Abstract The GBM immune tumor microenvironment mainly consists of protumoral glioma-associated microglia and macrophages (GAMs). We have previously shown that blockade of CD47, a ‘don't eat me’-signal overexpressed by GBM cells, rescued GAMs' phagocytic function in mice. However, monotherapy with CD47 blockade has been ineffective in treating human solid tumors to date. Thus, we propose a combinatorial approach of local CAR T cell therapy with paracrine GAM modulation for a synergistic elimination of GBM. We generated humanized EGFRvIII CAR T-cells by lentiviral transduction of healthy donor human T-cells and engineered them to constitutively release a soluble SIRPγ-related protein (SGRP) with high affinity towards CD47. Tumor viability and CAR T-cell proliferation were assessed by timelapse imaging analysis in co-cultures with endogenous EGFRvIII-expressing BS153 cells. Tumor-induced CAR T-cell activation and degranulation were confirmed by flow cytometry. CAR T-cell secretomes were analyzed by liquid chromatography-mass spectrometry. Immunocompromised mice were orthotopically implanted with EGFRvIII+ BS153 cells and treated intratumorally with a single CAR T-cell injection.
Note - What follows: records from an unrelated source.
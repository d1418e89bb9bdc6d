//! Batch resampling built on rubato's FFT resampler.

use audioadapter_buffers::direct::InterleavedSlice;
use rubato::{Fft, FixedSync, Resampler};

use super::AudioError;

/// FFT chunk size; one chunk of input is processed per iteration.
const CHUNK_SIZE: usize = 1024;

/// FFT sub-chunk count (higher trades CPU for quality).
const SUB_CHUNKS: usize = 2;

/// Resample a mono buffer from `from_rate` to `to_rate`.
///
/// The whole buffer is processed at once; this is for preparing reference
/// audio, not for streaming. Matching rates return a copy unchanged. The
/// final chunk is zero-padded for the resampler and the output truncated
/// back to the rate-converted length.
pub fn resample(samples: &[f32], from_rate: u32, to_rate: u32) -> Result<Vec<f32>, AudioError> {
    if from_rate == to_rate {
        return Ok(samples.to_vec());
    }

    let mut resampler = Fft::<f32>::new(
        from_rate as usize,
        to_rate as usize,
        CHUNK_SIZE,
        SUB_CHUNKS,
        1, // mono
        FixedSync::Input,
    )
    .map_err(|e| AudioError::Resample(e.to_string()))?;

    let chunk_capacity = resampler.output_frames_max();
    let mut chunk_out = vec![0.0f32; chunk_capacity];

    let expected_len =
        (samples.len() as f64 * f64::from(to_rate) / f64::from(from_rate)).round() as usize;
    let mut output = Vec::with_capacity(expected_len + chunk_capacity);

    for chunk in samples.chunks(CHUNK_SIZE) {
        let padded;
        let input: &[f32] = if chunk.len() < CHUNK_SIZE {
            let mut buf = chunk.to_vec();
            buf.resize(CHUNK_SIZE, 0.0);
            padded = buf;
            &padded
        } else {
            chunk
        };

        let input_adapter = InterleavedSlice::new(input, 1, CHUNK_SIZE)
            .map_err(|e| AudioError::Resample(e.to_string()))?;
        let mut output_adapter = InterleavedSlice::new_mut(&mut chunk_out, 1, chunk_capacity)
            .map_err(|e| AudioError::Resample(e.to_string()))?;

        let (_, frames_written) = resampler
            .process_into_buffer(&input_adapter, &mut output_adapter, None)
            .map_err(|e| AudioError::Resample(e.to_string()))?;

        output.extend_from_slice(&chunk_out[..frames_written]);
    }

    output.truncate(expected_len);

    Ok(output)
}
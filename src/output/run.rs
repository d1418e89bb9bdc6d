//! Timestamped run directories and alias management.

use std::fs;
use std::io;
use std::path::{Path, PathBuf};

use chrono::Utc;

use super::OutputError;

/// Name of the alias pointing at the most recent run.
pub const LATEST_LINK_NAME: &str = "latest";

/// Handle to one run's output directory.
#[derive(Debug, Clone, PartialEq, Eq)]
pub struct RunDirectory {
    id: String,
    path: PathBuf,
}

impl RunDirectory {
    pub fn id(&self) -> &str {
        &self.id
    }

    pub fn path(&self) -> &Path {
        &self.path
    }
}

/// Creates run directories under an output root and maintains the
/// `latest` and per-voice legacy aliases.
pub struct RunDirectoryManager {
    root: PathBuf,
}

impl RunDirectoryManager {
    pub fn new(root: impl Into<PathBuf>) -> Self {
        Self { root: root.into() }
    }

    pub fn root(&self) -> &Path {
        &self.root
    }

    /// Create a fresh run directory named from the current UTC time at
    /// one-second resolution.
    ///
    /// Runs started within the same second get a numeric suffix, so ids
    /// stay distinct and sort in creation order. The `latest` alias is
    /// updated best-effort; a failed update is logged, never fatal.
    pub fn create_run(&self) -> Result<RunDirectory, OutputError> {
        fs::create_dir_all(&self.root)?;

        let stamp = Utc::now().format("%Y%m%d_%H%M%S").to_string();
        let (id, path) = self.claim_run_id(&stamp)?;

        if let Err(e) = replace_link(&self.root.join(LATEST_LINK_NAME), &path) {
            log::warn!("could not update latest alias: {e}");
        }

        Ok(RunDirectory { id, path })
    }

    fn claim_run_id(&self, stamp: &str) -> Result<(String, PathBuf), OutputError> {
        let mut attempt = 1usize;
        loop {
            let id = if attempt == 1 {
                stamp.to_string()
            } else {
                format!("{stamp}_{attempt}")
            };
            let path = self.root.join(format!("run_{id}"));

            match fs::create_dir(&path) {
                Ok(()) => return Ok((id, path)),
                Err(e) if e.kind() == io::ErrorKind::AlreadyExists => attempt += 1,
                Err(e) => return Err(e.into()),
            }
        }
    }

    /// Create the per-voice subdirectory for a run and point the legacy
    /// top-level path at it, for consumers of the older flat layout.
    pub fn sample_dir(&self, run: &RunDirectory, name: &str) -> Result<PathBuf, OutputError> {
        let target = run.path().join(name);
        fs::create_dir_all(&target)?;

        let legacy = self.root.join(name);
        if let Err(e) = establish_legacy_alias(&legacy, &target, run.id()) {
            log::warn!("could not set legacy alias for {name}: {e}");
        }

        Ok(target)
    }

    /// Resolve the `latest` alias, if present.
    pub fn latest(&self) -> Option<PathBuf> {
        fs::read_link(self.root.join(LATEST_LINK_NAME)).ok()
    }
}

/// Observed state of a legacy alias path.
#[derive(Debug, Clone, PartialEq, Eq)]
pub enum LegacyAlias {
    /// Nothing at the path.
    Missing,
    /// A link already pointing at the current target.
    Valid,
    /// A link pointing at an earlier run.
    Stale(PathBuf),
    /// A real directory occupies the path.
    Shadowed,
}

impl LegacyAlias {
    /// Inspect the path without modifying anything.
    pub fn assess(link: &Path, target: &Path) -> Self {
        let Ok(meta) = fs::symlink_metadata(link) else {
            return Self::Missing;
        };

        if !meta.file_type().is_symlink() {
            return Self::Shadowed;
        }

        match fs::read_link(link) {
            Ok(dest) if dest == target => Self::Valid,
            Ok(dest) => Self::Stale(dest),
            Err(_) => Self::Stale(PathBuf::new()),
        }
    }
}

/// Drive a legacy alias to the valid state.
///
/// Missing: create the link. Stale: replace it. Shadowed: rename the real
/// directory aside with a `_prev_<run_id>` suffix first, so nothing is
/// overwritten.
fn establish_legacy_alias(link: &Path, target: &Path, run_id: &str) -> io::Result<()> {
    match LegacyAlias::assess(link, target) {
        LegacyAlias::Valid => return Ok(()),
        LegacyAlias::Missing => {}
        LegacyAlias::Stale(_) => fs::remove_file(link)?,
        LegacyAlias::Shadowed => {
            let name = link
                .file_name()
                .and_then(|n| n.to_str())
                .unwrap_or("legacy");
            let parked = link.with_file_name(format!("{name}_prev_{run_id}"));
            fs::rename(link, parked)?;
        }
    }

    symlink_dir(target, link)
}

/// Point `link` at `target`, replacing an existing link.
fn replace_link(link: &Path, target: &Path) -> io::Result<()> {
    match fs::symlink_metadata(link) {
        Ok(_) => fs::remove_file(link)?,
        Err(e) if e.kind() == io::ErrorKind::NotFound => {}
        Err(e) => return Err(e),
    }

    symlink_dir(target, link)
}

#[cfg(unix)]
fn symlink_dir(target: &Path, link: &Path) -> io::Result<()> {
    std::os::unix::fs::symlink(target, link)
}

#[cfg(windows)]
fn symlink_dir(target: &Path, link: &Path) -> io::Result<()> {
    std::os::windows::fs::symlink_dir(target, link)
}
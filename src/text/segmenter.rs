//! Sentence segmentation for long-form text.

use std::fmt;
use std::sync::LazyLock;

use regex::Regex;

/// Fragments at or below this trimmed length are dropped.
const MIN_FRAGMENT_LEN: usize = 10;

static HEADER_MARKS: LazyLock<Regex> =
    LazyLock::new(|| Regex::new(r"(?m)^#+\s*").expect("hard-coded pattern"));
static WHITESPACE_RUNS: LazyLock<Regex> =
    LazyLock::new(|| Regex::new(r"\s+").expect("hard-coded pattern"));
static TERMINATORS: LazyLock<Regex> =
    LazyLock::new(|| Regex::new(r"[.!?]+").expect("hard-coded pattern"));

/// One cleaned, period-terminated segment of the source text.
///
/// Units are created by [`segment`] and never mutated afterwards; the
/// original text order is preserved.
#[derive(Debug, Clone, PartialEq, Eq)]
pub struct SentenceUnit(String);

impl SentenceUnit {
    /// The sentence text, including the trailing period.
    pub fn as_str(&self) -> &str {
        &self.0
    }

    /// A shortened form for progress lines and logs.
    pub fn preview(&self) -> &str {
        let end = self
            .0
            .char_indices()
            .nth(60)
            .map_or(self.0.len(), |(i, _)| i);
        &self.0[..end]
    }
}

impl fmt::Display for SentenceUnit {
    fn fmt(&self, f: &mut fmt::Formatter<'_>) -> fmt::Result {
        f.write_str(&self.0)
    }
}

/// Split raw article text into cleaned sentence units.
///
/// Markdown header markers are stripped line-by-line, whitespace runs are
/// collapsed to single spaces, and the text is split on runs of `.`, `!`
/// and `?`. Fragments whose trimmed length is 10 characters or fewer are
/// discarded; the survivors get a trailing period. Empty input yields an
/// empty vector.
pub fn segment(raw: &str) -> Vec<SentenceUnit> {
    let stripped = HEADER_MARKS.replace_all(raw, "");
    let collapsed = WHITESPACE_RUNS.replace_all(&stripped, " ");

    TERMINATORS
        .split(&collapsed)
        .filter_map(|fragment| {
            let trimmed = fragment.trim();
            (trimmed.chars().count() > MIN_FRAGMENT_LEN)
                .then(|| SentenceUnit(format!("{trimmed}.")))
        })
        .collect()
}
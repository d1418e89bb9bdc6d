//! Reference voice preparation for cloning.
//!
//! Turns an arbitrary audio file into the normalized form the model
//! expects: mono, silence-trimmed, duration-capped, at the model sample
//! rate, persisted as WAV at a collision-safe scratch path.

use std::fs;
use std::path::{Path, PathBuf};
use std::sync::atomic::{AtomicU64, Ordering};

use chrono::Utc;
use symphonia::core::audio::{AudioBuffer, AudioBufferRef, Signal};
use symphonia::core::codecs::{CODEC_TYPE_NULL, DecoderOptions};
use symphonia::core::conv::FromSample;
use symphonia::core::formats::FormatOptions;
use symphonia::core::io::MediaSourceStream;
use symphonia::core::meta::MetadataOptions;
use symphonia::core::probe::Hint;
use symphonia::core::sample::Sample;

use super::{AudioError, Waveform, resample};

/// Sample rate the model expects for reference conditioning.
pub const MODEL_SAMPLE_RATE: u32 = 24_000;

/// Default cap on reference duration, in seconds.
pub const DEFAULT_MAX_REFERENCE_SECS: f32 = 10.0;

/// Silence threshold in dB below the loudest frame.
pub const TRIM_TOP_DB: f32 = 20.0;

/// Frame and hop sizes for the energy scan, in samples.
const TRIM_FRAME: usize = 2048;
const TRIM_HOP: usize = 512;

/// A normalized reference sample persisted for one run.
///
/// The file is owned by the run that created it; multi-sample batch runs
/// call [`PreparedReference::remove`] once the sample is finished.
#[derive(Debug)]
pub struct PreparedReference {
    path: PathBuf,
    duration_secs: f32,
}

impl PreparedReference {
    pub fn path(&self) -> &Path {
        &self.path
    }

    pub fn duration_secs(&self) -> f32 {
        self.duration_secs
    }

    /// Human-readable status line for run logs.
    pub fn status(&self) -> String {
        format!("Reference ready. Duration: {:.2}s", self.duration_secs)
    }

    /// Delete the persisted scratch file.
    pub fn remove(&self) -> std::io::Result<()> {
        fs::remove_file(&self.path)
    }
}

/// Prepare a reference audio file for voice cloning.
///
/// Fails with [`AudioError::NotFound`] if the path does not exist. The
/// source is decoded at its native rate, silence-trimmed, capped at
/// `max_duration_secs * source_rate` samples, resampled to
/// `target_sample_rate` when the rates differ, and written out as a mono
/// float WAV.
pub fn prepare_reference(
    path: &Path,
    target_sample_rate: u32,
    max_duration_secs: f32,
) -> Result<PreparedReference, AudioError> {
    if !path.exists() {
        return Err(AudioError::NotFound(path.display().to_string()));
    }

    let (samples, source_rate) = decode_mono(path)?;

    let mut trimmed = trim_silence(&samples, TRIM_TOP_DB).to_vec();

    let max_samples = (max_duration_secs * source_rate as f32) as usize;
    if trimmed.len() > max_samples {
        trimmed.truncate(max_samples);
    }

    let normalized = if source_rate != target_sample_rate {
        resample(&trimmed, source_rate, target_sample_rate)?
    } else {
        trimmed
    };

    let out_path = scratch_path(path);
    let wave = Waveform::new(normalized, target_sample_rate);
    wave.write_wav(&out_path)?;

    Ok(PreparedReference {
        path: out_path,
        duration_secs: wave.duration_secs(),
    })
}

static SCRATCH_SEQ: AtomicU64 = AtomicU64::new(0);

/// Scratch path keyed on the source stem, a millisecond timestamp, and a
/// process-wide sequence number, so sequential and concurrent invocations
/// never collide.
fn scratch_path(source: &Path) -> PathBuf {
    let stem = source
        .file_stem()
        .and_then(|s| s.to_str())
        .unwrap_or("reference");
    let stamp = Utc::now().format("%Y%m%d%H%M%S%3f");
    let seq = SCRATCH_SEQ.fetch_add(1, Ordering::Relaxed);

    std::env::temp_dir().join(format!("reference_processed_{stem}_{stamp}_{seq}.wav"))
}

/// Trim leading and trailing audio whose frame RMS sits more than
/// `top_db` below the loudest frame. All-silent input trims to empty.
pub(crate) fn trim_silence(samples: &[f32], top_db: f32) -> &[f32] {
    if samples.is_empty() {
        return samples;
    }

    let mut frame_rms = Vec::new();
    let mut start = 0;
    loop {
        let end = (start + TRIM_FRAME).min(samples.len());
        let frame = &samples[start..end];
        let mean_square = frame.iter().map(|s| s * s).sum::<f32>() / frame.len() as f32;
        frame_rms.push(mean_square.sqrt());

        if end == samples.len() {
            break;
        }
        start += TRIM_HOP;
    }

    let peak = frame_rms.iter().copied().fold(0.0f32, f32::max);
    if peak <= 0.0 {
        return &samples[..0];
    }
    let threshold = peak * 10f32.powf(-top_db / 20.0);

    let first = frame_rms.iter().position(|&rms| rms > threshold);
    let last = frame_rms.iter().rposition(|&rms| rms > threshold);

    match (first, last) {
        (Some(first), Some(last)) => {
            let begin = first * TRIM_HOP;
            let end = (last * TRIM_HOP + TRIM_FRAME).min(samples.len());
            &samples[begin..end]
        }
        _ => &samples[..0],
    }
}

/// Decode any supported container to mono f32 at the native rate.
fn decode_mono(path: &Path) -> Result<(Vec<f32>, u32), AudioError> {
    let file = fs::File::open(path)?;
    let stream = MediaSourceStream::new(Box::new(file), Default::default());

    let mut hint = Hint::new();
    if let Some(ext) = path.extension().and_then(|e| e.to_str()) {
        hint.with_extension(ext);
    }

    let probed = symphonia::default::get_probe()
        .format(
            &hint,
            stream,
            &FormatOptions::default(),
            &MetadataOptions::default(),
        )
        .map_err(|e| AudioError::Decode(e.to_string()))?;
    let mut format = probed.format;

    let track = format
        .tracks()
        .iter()
        .find(|t| t.codec_params.codec != CODEC_TYPE_NULL)
        .ok_or_else(|| AudioError::Decode("no decodable audio track".to_string()))?;
    let track_id = track.id;
    let source_rate = track
        .codec_params
        .sample_rate
        .ok_or_else(|| AudioError::Decode("source sample rate unknown".to_string()))?;

    let mut decoder = symphonia::default::get_codecs()
        .make(&track.codec_params, &DecoderOptions::default())
        .map_err(|e| AudioError::Decode(e.to_string()))?;

    let mut mono = Vec::new();
    while let Ok(packet) = format.next_packet() {
        if packet.track_id() != track_id {
            continue;
        }

        let decoded = decoder
            .decode(&packet)
            .map_err(|e| AudioError::Decode(e.to_string()))?;
        append_mono(&mut mono, decoded);
    }

    Ok((mono, source_rate))
}

fn append_mono(out: &mut Vec<f32>, buffer: AudioBufferRef<'_>) {
    match buffer {
        AudioBufferRef::U8(buf) => downmix(out, &buf),
        AudioBufferRef::U16(buf) => downmix(out, &buf),
        AudioBufferRef::U24(buf) => downmix(out, &buf),
        AudioBufferRef::U32(buf) => downmix(out, &buf),
        AudioBufferRef::S8(buf) => downmix(out, &buf),
        AudioBufferRef::S16(buf) => downmix(out, &buf),
        AudioBufferRef::S24(buf) => downmix(out, &buf),
        AudioBufferRef::S32(buf) => downmix(out, &buf),
        AudioBufferRef::F32(buf) => downmix(out, &buf),
        AudioBufferRef::F64(buf) => downmix(out, &buf),
    }
}

/// Average all channels into mono.
fn downmix<T>(out: &mut Vec<f32>, buf: &AudioBuffer<T>)
where
    T: Sample,
    f32: FromSample<T>,
{
    let channels = buf.spec().channels.count();

    if channels <= 1 {
        out.extend(buf.chan(0).iter().map(|&v| f32::from_sample(v)));
        return;
    }

    for frame in 0..buf.frames() {
        let mut acc = 0.0f32;
        for ch in 0..channels {
            acc += f32::from_sample(buf.chan(ch)[frame]);
        }
        out.push(acc / channels as f32);
    }
}
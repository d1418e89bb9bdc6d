//! CLI argument parsing and validation.

mod args;

pub use args::{Args, DeviceChoice};
//! CLI argument definitions and parsing.

use clap::{Parser, ValueEnum};
use std::path::PathBuf;

use crate::model::SynthesisParameters;

/// Batch article narration and voice cloning CLI.
#[derive(Parser, Debug)]
#[command(name = "article-tts-rs")]
#[command(about = "Narrate long-form text with a hosted TTS model, optionally cloning a voice")]
#[command(version)]
pub struct Args {
    /// Input text file (UTF-8 article or script)
    #[arg(short, long, default_value = "text_input.txt")]
    pub input: PathBuf,

    /// Reference audio for voice cloning; conventional filenames next to
    /// the input are probed when omitted
    #[arg(short, long)]
    pub reference: Option<PathBuf>,

    /// Directory of reference voices; enables multi-sample mode with one
    /// output subdirectory per voice
    #[arg(long)]
    pub samples_dir: Option<PathBuf>,

    /// Output root directory
    #[arg(short, long, default_value = "output")]
    pub output_root: PathBuf,

    /// Maximum sentences synthesized per run (1 to 50)
    #[arg(short = 'l', long, default_value = "25")]
    pub sentence_limit: usize,

    /// Device the model server should load on
    #[arg(short, long, value_enum, default_value = "auto")]
    pub device: DeviceChoice,

    /// Model server host address
    #[arg(long, default_value = "localhost")]
    pub host: String,

    /// Repetition penalty (0.8 to 2.0)
    #[arg(long, default_value = "1.1")]
    pub repetition_penalty: f32,

    /// Min-p sampling floor (0.0 to 0.2)
    #[arg(long, default_value = "0.02")]
    pub min_p: f32,

    /// Top-p nucleus sampling (0.5 to 1.0)
    #[arg(long, default_value = "0.95")]
    pub top_p: f32,

    /// Sampling temperature (0.1 to 1.5)
    #[arg(long, default_value = "0.7")]
    pub temperature: f32,

    /// Prosody exaggeration (0.0 to 1.0)
    #[arg(long, default_value = "0.3")]
    pub exaggeration: f32,

    /// Classifier-free guidance weight (0.0 to 2.0)
    #[arg(long, default_value = "0.7")]
    pub cfg_weight: f32,

    /// Cap on reference audio duration, in seconds
    #[arg(long, default_value = "10.0")]
    pub max_reference_secs: f32,

    /// Enable verbose output
    #[arg(short, long)]
    pub verbose: bool,
}

impl Args {
    /// The fixed parameter set for this run, without a reference; callers
    /// attach the prepared reference path separately.
    pub fn parameters(&self) -> SynthesisParameters {
        SynthesisParameters::new()
            .with_repetition_penalty(self.repetition_penalty)
            .with_min_p(self.min_p)
            .with_top_p(self.top_p)
            .with_temperature(self.temperature)
            .with_exaggeration(self.exaggeration)
            .with_cfg_weight(self.cfg_weight)
    }
}

/// Device the model server should load on.
#[derive(ValueEnum, Clone, Copy, Debug, Default, PartialEq, Eq)]
pub enum DeviceChoice {
    /// Let the server pick CUDA when available
    #[default]
    #[value(name = "auto")]
    Auto,

    #[value(name = "cpu")]
    Cpu,

    #[value(name = "cuda")]
    Cuda,
}

impl DeviceChoice {
    /// The wire string sent in the load handshake.
    pub fn as_str(&self) -> &'static str {
        match self {
            DeviceChoice::Auto => "auto",
            DeviceChoice::Cpu => "cpu",
            DeviceChoice::Cuda => "cuda",
        }
    }
}
//! Liveness endpoint
//!
//! Reports the service name and version only; it does not touch the store,
//! so a reachable process answers even while the database is down.

use axum::{routing::get, Json, Router};
use serde::Serialize;

const SERVICE_NAME: &str = "bookshelf";

/// Body of `GET /health`
#[derive(Debug, Serialize)]
pub struct HealthResponse {
    pub status: &'static str,
    pub service: &'static str,
    pub version: &'static str,
}

impl HealthResponse {
    fn ok() -> Self {
        Self {
            status: "ok",
            service: SERVICE_NAME,
            version: env!("CARGO_PKG_VERSION"),
        }
    }
}

async fn health() -> Json<HealthResponse> {
    Json(HealthResponse::ok())
}

/// Stateless, so it merges into any router
pub fn router<S>() -> Router<S>
where
    S: Clone + Send + Sync + 'static,
{
    Router::new().route("/health", get(health))
}

#[cfg(test)]
mod tests {
    use super::*;

    #[tokio::test]
    async fn reports_service_and_version() {
        let Json(body) = health().await;
        assert_eq!(body.status, "ok");
        assert_eq!(body.service, "bookshelf");
        assert_eq!(body.version, env!("CARGO_PKG_VERSION"));
    }
}
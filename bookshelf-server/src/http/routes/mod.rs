//! Route handlers organized by resource

pub mod books;
pub mod docs;
pub mod health;
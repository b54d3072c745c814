//! Validation error types

use std::fmt;

/// Validation error for request input
#[derive(Debug, Clone)]
pub enum ValidationError {
    /// String doesn't parse into the required type
    InvalidFormat { field: &'static str, reason: &'static str },

    /// Request body is not a valid JSON payload for the route
    InvalidBody { reason: String },
}

impl fmt::Display for ValidationError {
    fn fmt(&self, f: &mut fmt::Formatter<'_>) -> fmt::Result {
        match self {
            Self::InvalidFormat { field, reason } => {
                write!(f, "{}: {}", field, reason)
            }
            Self::InvalidBody { reason } => write!(f, "invalid JSON body: {}", reason),
        }
    }
}

impl std::error::Error for ValidationError {}

#[cfg(test)]
mod tests {
    use super::*;

    #[test]
    fn error_display() {
        let err = ValidationError::InvalidFormat {
            field: "id",
            reason: "must be an integer",
        };
        assert_eq!(err.to_string(), "id: must be an integer");

        let err = ValidationError::InvalidBody {
            reason: "EOF while parsing".into(),
        };
        assert_eq!(err.to_string(), "invalid JSON body: EOF while parsing");
    }
}
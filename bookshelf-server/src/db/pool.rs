//! Database connection pool management
//!
//! Uses sqlx PgPool with explicit connection limits. Connection parameters
//! come either from a full URL or from individual host/port/user/name parts.

use std::time::Duration;

use sqlx::postgres::{PgConnectOptions, PgPoolOptions};
use sqlx::PgPool;

/// Default maximum connections for the pool.
pub const DEFAULT_MAX_CONNECTIONS: u32 = 5;

/// How long a request may wait for a pooled connection.
const ACQUIRE_TIMEOUT: Duration = Duration::from_secs(5);

/// Postgres connection parameters
#[derive(Debug, Clone)]
pub struct DatabaseConfig {
    /// Full connection URL; when set, the individual parts are ignored
    pub url: Option<String>,
    pub host: String,
    pub port: u16,
    pub user: String,
    pub password: Option<String>,
    pub name: String,
}

impl Default for DatabaseConfig {
    fn default() -> Self {
        Self {
            url: None,
            host: "127.0.0.1".to_string(),
            port: 5432,
            user: "postgres".to_string(),
            password: None,
            name: "bookTest_db".to_string(),
        }
    }
}

impl DatabaseConfig {
    /// Build sqlx connect options.
    ///
    /// # Errors
    ///
    /// Returns an error if `url` is set and is not a valid Postgres URL.
    pub fn connect_options(&self) -> Result<PgConnectOptions, sqlx::Error> {
        if let Some(url) = &self.url {
            return url.parse();
        }

        let options = PgConnectOptions::new()
            .host(&self.host)
            .port(self.port)
            .username(&self.user)
            .database(&self.name);

        Ok(match &self.password {
            Some(password) => options.password(password),
            None => options,
        })
    }
}

/// Create a PostgreSQL connection pool.
///
/// # Errors
///
/// Returns an error if the connection fails.
///
/// # Example
///
/// ```ignore
/// let options = DatabaseConfig::default().connect_options()?;
/// let pool = create_pool(&options).await?;
/// ```
pub async fn create_pool(options: &PgConnectOptions) -> Result<PgPool, sqlx::Error> {
    create_pool_with_options(options, DEFAULT_MAX_CONNECTIONS).await
}

/// Create a PostgreSQL connection pool with custom options.
///
/// # Arguments
///
/// * `options` - PostgreSQL connection options
/// * `max_connections` - Maximum number of connections in the pool
pub async fn create_pool_with_options(
    options: &PgConnectOptions,
    max_connections: u32,
) -> Result<PgPool, sqlx::Error> {
    PgPoolOptions::new()
        .max_connections(max_connections)
        .acquire_timeout(ACQUIRE_TIMEOUT)
        .connect_with(options.clone())
        .await
}

#[cfg(test)]
mod tests {
    use super::*;

    #[test]
    fn parts_build_connect_options() {
        let config = DatabaseConfig {
            host: "db.internal".into(),
            port: 6543,
            user: "reader".into(),
            password: Some("secret".into()),
            name: "library".into(),
            ..Default::default()
        };

        let options = config.connect_options().unwrap();
        assert_eq!(options.get_host(), "db.internal");
        assert_eq!(options.get_port(), 6543);
        assert_eq!(options.get_username(), "reader");
        assert_eq!(options.get_database(), Some("library"));
    }

    #[test]
    fn url_overrides_parts() {
        let config = DatabaseConfig {
            url: Some("postgres://alice@example.com:5433/shelf".into()),
            ..Default::default()
        };

        let options = config.connect_options().unwrap();
        assert_eq!(options.get_host(), "example.com");
        assert_eq!(options.get_port(), 5433);
        assert_eq!(options.get_username(), "alice");
        assert_eq!(options.get_database(), Some("shelf"));
    }

    #[test]
    fn invalid_url_is_rejected() {
        let config = DatabaseConfig {
            url: Some("not a url".into()),
            ..Default::default()
        };
        assert!(config.connect_options().is_err());
    }

    // Integration tests require a real database
    // Run with: DATABASE_URL=postgres://... cargo test -p bookshelf-server

    #[tokio::test]
    #[ignore = "requires database"]
    async fn pool_acquires_connection() {
        let url = std::env::var("DATABASE_URL").expect("DATABASE_URL required");
        let options: PgConnectOptions = url.parse().expect("invalid DATABASE_URL");
        let pool = create_pool(&options).await.expect("pool creation failed");

        let result: (i32,) = sqlx::query_as("SELECT 1")
            .fetch_one(&pool)
            .await
            .expect("query failed");

        assert_eq!(result.0, 1);
    }
}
EGFRvIII and EGFRvIII-SGRP CAR T-cells killed tumor cells in a dose-dependent manner (72h-timepoint; complete cytotoxicity at effector-target ratio 1:1) compared to CD19 controls. CAR T-cells proliferated and specifically co-expressed CD25 and CD107a in the presence of tumor antigen (24h-timepoint; EGFRvIII: 59.3±3.00%, EGFRvIII-SGRP: 52.6±1.42%, CD19: 0.1±0.07%). Differential expression analysis of CAR T-cell secretomes identified SGRP from EGFRvIII-SGRP CAR T-cell supernatants (-Log10qValue/Log2fold-change= 3.84/6.15). Consistent with studies of systemic EGFRvIII CAR T-cell therapy, our data suggest that intratumoral EGFRvIII CAR T-cells were insufficient to eliminate BS153 tumors with homogeneous EGFRvIII expression in mice (Overall survival; EGFRvIII-treated: 20%, CD19-treated: 0%, n= 5 per group). Our current work focuses on the functional characterization of SGRP binding, SGRP-mediated phagocytosis, and on the development of a translational preclinical model of heterogeneous EGFRvIII expression to investigate an additive effect of CAR T-cell therapy and GAM modulation.